Absolute Cheater - Chapter 245
Chapter 245: Dark Past III
“Then prove you are worthy of the Rift’s final truth.”
The earth split.
The stars above darkened.
The ground around them rippled like disturbed water. Spires of ancient crystal rose from the obsidian floor, enclosing the three within a shifting arena. Light itself seemed to bend unnaturally inside, casting long, impossible shadows.
The Warden took its stance, both hands on the radiant staff. With each breath, it drew upon the Rift’s deepest laws—fate, memory, and soul.
“Your power brought you here,” the Warden said, its voice no longer echoing, but resonating inside their minds. “But power alone does not make you worthy.”
A sudden pulse.
The space warped.
Asher and Valeris were split—thrust into two separate mirrored zones.
****
Asher blinked—and the world shifted.
He stood in a realm that wasn’t real… yet felt more true than anything he had ever seen.

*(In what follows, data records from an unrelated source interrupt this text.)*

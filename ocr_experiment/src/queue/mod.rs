// キュートランスポート層 - リース付きメッセージキューの抽象化

use anyhow::Result;
use async_trait::async_trait;
use mockall::automock;
use std::time::Duration;

pub mod directory;
pub mod memory;

pub use directory::DirectoryQueue;
pub use memory::MemoryQueue;

/// トランスポートから受信した1件のメッセージ
#[derive(Debug, Clone, PartialEq)]
pub struct QueueMessage {
    pub message_id: String,
    /// 削除に必要な受領トークン（リースごとに変わる）
    pub receipt: String,
    pub body: String,
    pub dequeue_count: u32,
}

/// 永続キュートランスポートのトレイト
///
/// 受信したメッセージはリース期間中ほかの受信者から見えなくなり、
/// 削除されないままリースが切れると再配信される。
#[automock]
#[async_trait]
pub trait QueueTransport: Send + Sync {
    /// 最大`max_messages`件をリース付きで受信
    async fn receive(&self, max_messages: usize, lease_duration: Duration) -> Result<Vec<QueueMessage>>;

    /// リース中のメッセージを削除（受領トークンが一致する場合のみ）
    async fn delete(&self, message_id: &str, receipt: &str) -> Result<()>;

    /// メッセージを送信し、新しいメッセージIDを返す
    async fn send(&self, body: &str) -> Result<String>;
}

Endless dunes of blood-soaked sand stretched to the horizon, where jagged mountain peaks stabbed into a crimson sky. Black swords jutted from the ground like gravestones, each one a silent monument to some forgotten war. Thunder rolled across the heavens in slow, deliberate beats—like the pulsing of a giant heart. His heart. His memories.

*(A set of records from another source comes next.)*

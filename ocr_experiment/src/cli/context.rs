// 設定からの依存関係の組み立て
// 各コマンドは同じ具象型の組み合わせを使う

use crate::core::{EmbeddingProvider, ExperimentError, ExperimentResult};
use crate::engine::{
    load_dictionary, ExperimentRunner, JobLeaseManager, ResultAggregator, RunnerSettings, TechniqueEvaluator,
    WorkerLoop,
};
use crate::queue::DirectoryQueue;
use crate::services::{
    create_embedding_provider, ExperimentConfig, FilterRegistry, JsonChartRenderer, JsonlResultTable,
    PreprocessingRunner, ScratchArea, TesseractCliEngine,
};
use crate::storage::local::LocalObjectStore;
use std::path::Path;
use std::sync::Arc;
use tracing::info;

pub type DynEmbeddingProvider = Box<dyn EmbeddingProvider>;
pub type ConfiguredEvaluator = TechniqueEvaluator<TesseractCliEngine, DynEmbeddingProvider>;
pub type ConfiguredAggregator = ResultAggregator<JsonlResultTable, LocalObjectStore, JsonChartRenderer>;
pub type ConfiguredWorker = WorkerLoop<
    DirectoryQueue,
    LocalObjectStore,
    TesseractCliEngine,
    DynEmbeddingProvider,
    JsonlResultTable,
    JsonChartRenderer,
>;

/// 設定ファイルを読み込む（環境変数の上書きと検証を含む）
pub fn load_config(path: &Path) -> ExperimentResult<ExperimentConfig> {
    let config = ExperimentConfig::from_file(path)?;
    info!(
        config = %path.display(),
        group_id = %config.group_id,
        storage_root = %config.storage_root.display(),
        techniques = config.techniques.len(),
        "Configuration loaded"
    );
    Ok(config)
}

/// 設定から組み立てたワーカーの構成要素
pub struct WorkerContext {
    pub config: ExperimentConfig,
    pub scratch: ScratchArea,
    pub store: Arc<LocalObjectStore>,
    pub table: Arc<JsonlResultTable>,
    pub charts: Arc<JsonChartRenderer>,
}

impl WorkerContext {
    pub fn new(config: ExperimentConfig) -> Self {
        let scratch = ScratchArea::new(&config.scratch_dir);
        let store = Arc::new(LocalObjectStore::new(&config.storage_root));
        let table = Arc::new(JsonlResultTable::new(config.table_dir()));
        Self {
            config,
            scratch,
            store,
            table,
            charts: Arc::new(JsonChartRenderer::new()),
        }
    }

    pub fn open_queue(&self) -> ExperimentResult<DirectoryQueue> {
        let dir = self.config.queue_dir();
        DirectoryQueue::open(&dir).map_err(|e| {
            ExperimentError::configuration(format!("キューを開けません {}: {e}", dir.display()))
        })
    }

    /// 評価エンジンを組み立てる（辞書と学習データはsetupディレクトリから読む）
    pub fn build_evaluator(&self) -> ExperimentResult<ConfiguredEvaluator> {
        let setup_dir = self.scratch.setup_dir();
        let dictionary = load_dictionary(&setup_dir.join(&self.config.dictionary_file));
        let ocr = TesseractCliEngine::new(self.config.ocr.clone()).with_tessdata_dir(&setup_dir);
        let embedding = create_embedding_provider(&self.config.embedding)
            .map_err(|e| ExperimentError::configuration(e.to_string()))?;
        let registry = FilterRegistry::with_builtin_filters(&self.config.filters);

        info!(
            dictionary_words = dictionary.len(),
            embedding_provider = embedding.provider_name(),
            max_concurrent = self.config.max_concurrent_techniques,
            "Evaluator configured"
        );
        Ok(TechniqueEvaluator::new(PreprocessingRunner::new(registry), ocr, embedding)
            .with_dictionary(dictionary)
            .with_max_concurrent(self.config.max_concurrent_techniques))
    }

    pub fn build_aggregator(&self) -> ConfiguredAggregator {
        ResultAggregator::new(
            Arc::clone(&self.table),
            Arc::clone(&self.store),
            Arc::clone(&self.charts),
            self.config.result_table.clone(),
            self.config.result_container.clone(),
            self.scratch.reports_dir(),
        )
    }

    pub fn build_lease_manager(&self) -> ExperimentResult<JobLeaseManager<DirectoryQueue, LocalObjectStore>> {
        Ok(JobLeaseManager::new(
            Arc::new(self.open_queue()?),
            Arc::clone(&self.store),
            self.config.training_container.clone(),
        )
        .with_lease_duration(self.config.lease_duration())
        .with_receive_timeout(self.config.receive_timeout()))
    }

    pub fn build_worker(&self) -> ExperimentResult<ConfiguredWorker> {
        let runner = ExperimentRunner::new(
            Arc::new(self.build_evaluator()?),
            Arc::clone(&self.store),
            Arc::clone(&self.table),
            Arc::clone(&self.charts),
            self.scratch.clone(),
            RunnerSettings::from_config(&self.config),
        );
        Ok(
            WorkerLoop::new(self.build_lease_manager()?, runner, self.build_aggregator())
                .with_idle_interval(self.config.idle_interval()),
        )
    }
}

And across from him stood himself.
But not as he was.
This Asher wore no cloak of warmth. No hint of compassion stirred behind his obsidian eyes. His aura was jagged, warped, like glass shattered then sharpened. Armor clung to him like a second skin, spiked and void-black. The blade in his hand wasn’t forged of soul and light—it was forged of grudge and wrath.
The reflection tilted his head, lips curling into a sneer. “Look at you. Pretending you’re above it all. Playing hero.”
Asher said nothing. He didn’t need to.
“You know what I am,” the mirror continued, walking slowly forward, dragging his blade across the sand. Sparks flew with each step. “I’m what was left when you cried yourself to sleep in silence. When you broke and no one came. I’m the one who survived without mercy.”
The wind screamed between them.
Then—they moved.
Their swords clashed with a force that cracked the air, sending shockwaves rippling across the battlefield. Sand lifted in waves, suspended midair before disintegrating into glowing embers.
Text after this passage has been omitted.